▶ [TRY IT]: Under no circumstances alter the records; copy each one exactly.

▶ [THE RECORDS]:

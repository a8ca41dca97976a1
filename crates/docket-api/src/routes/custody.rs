//! # Custody API
//!
//! Read-only views over the garde à vue clock. Both endpoints accept an
//! optional `?at=` instant so a dashboard can preview the board at a later
//! time; without it the clock is evaluated at request time.

use axum::extract::rejection::QueryRejection;
use axum::extract::{Path, Query, State};
use axum::routing::get;
use axum::{Json, Router};
use serde::Serialize;
use utoipa::ToSchema;
use uuid::Uuid;

use docket_core::{CaseId, Timestamp};
use docket_state::{custody_watchlist, remaining_custody_for, CustodyClock, WatchlistEntry};

use crate::error::AppError;
use crate::extractors::extract_query;
use crate::routes::cases::load;
use crate::routes::AtQuery;
use crate::state::AppState;

/// Custody clock of one case.
#[derive(Debug, Serialize, ToSchema)]
pub struct CustodyResponse {
    #[schema(value_type = String)]
    pub case_id: CaseId,
    #[schema(value_type = Object)]
    pub clock: CustodyClock,
}

/// Every detained case, most urgent first.
#[derive(Debug, Serialize, ToSchema)]
pub struct WatchlistResponse {
    #[schema(value_type = String)]
    pub generated_at: Timestamp,
    /// Entries whose deadline has passed.
    pub overruns: usize,
    #[schema(value_type = Vec<Object>)]
    pub entries: Vec<WatchlistEntry>,
}

/// Build the custody router.
pub fn router() -> Router<AppState> {
    Router::new()
        .route("/v1/cases/{id}/custody", get(case_custody))
        .route("/v1/custody/watchlist", get(watchlist))
}

/// GET /v1/cases/{id}/custody: Remaining custody time for one case.
#[utoipa::path(
    get,
    path = "/v1/cases/{id}/custody",
    params(("id" = Uuid, Path, description = "Case ID"), AtQuery),
    responses(
        (status = 200, description = "Custody clock", body = CustodyResponse),
        (status = 404, description = "Case not found", body = crate::error::ErrorBody),
        (status = 409, description = "Case is not in custody", body = crate::error::ErrorBody),
    ),
    tag = "custody"
)]
pub async fn case_custody(
    State(state): State<AppState>,
    Path(id): Path<Uuid>,
    query: Result<Query<AtQuery>, QueryRejection>,
) -> Result<Json<CustodyResponse>, AppError> {
    let at = extract_query(query)?.instant();
    let file = load(&state, id)?;
    let clock = remaining_custody_for(&file.case, at)?;
    Ok(Json(CustodyResponse {
        case_id: file.id(),
        clock,
    }))
}

/// GET /v1/custody/watchlist: Custody dashboard.
///
/// Also publishes the `docket_custody_overruns` gauge.
#[utoipa::path(
    get,
    path = "/v1/custody/watchlist",
    params(AtQuery),
    responses(
        (status = 200, description = "Detained cases, most urgent first", body = WatchlistResponse),
    ),
    tag = "custody"
)]
pub async fn watchlist(
    State(state): State<AppState>,
    query: Result<Query<AtQuery>, QueryRejection>,
) -> Result<Json<WatchlistResponse>, AppError> {
    let at = extract_query(query)?.instant();
    let files = state.cases.list();
    let entries = custody_watchlist(files.iter().map(|f| &f.case), at);
    let overruns = entries.iter().filter(|e| e.clock.is_overrun()).count();

    metrics::gauge!("docket_custody_overruns").set(overruns as f64);
    if overruns > 0 {
        tracing::warn!(overruns, "custody deadlines overrun");
    }

    Ok(Json(WatchlistResponse {
        generated_at: at,
        overruns,
        entries,
    }))
}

▶ [COMPLETED EXERCISE]:
repository a8ca41dca97976a1
filename crates/docket-api/src/routes/custody.rs
//! # Custody API
//!
//! Read-only views over the garde à vue clock. Both endpoints accept an
//! optional `?at=` instant so a dashboard can preview the board at a later
//! time; without it the clock is evaluated at request time.

use axum::extract::rejection::QueryRejection;
use axum::extract::{Path, Query, State};
use axum::routing::get;
use axum::{Json, Router};
use serde::Serialize;
use utoipa::ToSchema;
use uuid::Uuid;

use docket_core::{CaseId, Timestamp};
use docket_state::{custody_watchlist, remaining_custody_for, CustodyClock, WatchlistEntry};

use crate::error::AppError;
use crate::extractors::extract_query;
use crate::routes::cases::load;
use crate::routes::AtQuery;
use crate::state::AppState;

/// Custody clock of one case.
#[derive(Debug, Serialize, ToSchema)]
pub struct CustodyResponse {
    #[schema(value_type = String)]
    pub case_id: CaseId,
    #[schema(value_type = Object)]
    pub clock: CustodyClock,
}

/// Every detained case, most urgent first.
#[derive(Debug, Serialize, ToSchema)]
pub struct WatchlistResponse {
    #[schema(value_type = String)]
    pub generated_at: Timestamp,
    /// Entries whose deadline has passed.
    pub overruns: usize,
    #[schema(value_type = Vec<Object>)]
    pub entries: Vec<WatchlistEntry>,
}

/// Build the custody router.
pub fn router() -> Router<AppState> {
    Router::new()
        .route("/v1/cases/{id}/custody", get(case_custody))
        .route("/v1/custody/watchlist", get(watchlist))
}

/// GET /v1/cases/{id}/custody: Remaining custody time for one case.
#[utoipa::path(
    get,
    path = "/v1/cases/{id}/custody",
    params(("id" = Uuid, Path, description = "Case ID"), AtQuery),
    responses(
        (status = 200, description = "Custody clock", body = CustodyResponse),
        (status = 404, description = "Case not found", body = crate::error::ErrorBody),
        (status = 409, description = "Case is not in custody", body = crate::error::ErrorBody),
    ),
    tag = "custody"
)]
pub async fn case_custody(
    State(state): State<AppState>,
    Path(id): Path<Uuid>,
    query: Result<Query<AtQuery>, QueryRejection>,
) -> Result<Json<CustodyResponse>, AppError> {
    let at = extract_query(query)?.instant();
    let file = load(&state, id)?;
    let clock = remaining_custody_for(&file.case, at)?;
    Ok(Json(CustodyResponse {
        case_id: file.id(),
        clock,
    }))
}

/// GET /v1/custody/watchlist: Custody dashboard.
///
/// Also publishes the `docket_custody_overruns` gauge.
#[utoipa::path(
    get,
    path = "/v1/custody/watchlist",
    params(AtQuery),
    responses(
        (status = 200, description = "Detained cases, most urgent first", body = WatchlistResponse),
    ),
    tag = "custody"
)]
pub async fn watchlist(
    State(state): State<AppState>,
    query: Result<Query<AtQuery>, QueryRejection>,
) -> Result<Json<WatchlistResponse>, AppError> {
    let at = extract_query(query)?.instant();
    let files = state.cases.list();
    let entries = custody_watchlist(files.iter().map(|f| &f.case), at);
    let overruns = entries.iter().filter(|e| e.clock.is_overrun()).count();

    metrics::gauge!("docket_custody_overruns").set(overruns as f64);
    if overruns > 0 {
        tracing::warn!(overruns, "custody deadlines overrun");
    }

    Ok(Json(WatchlistResponse {
        generated_at: at,
        overruns,
        entries,
    }))
}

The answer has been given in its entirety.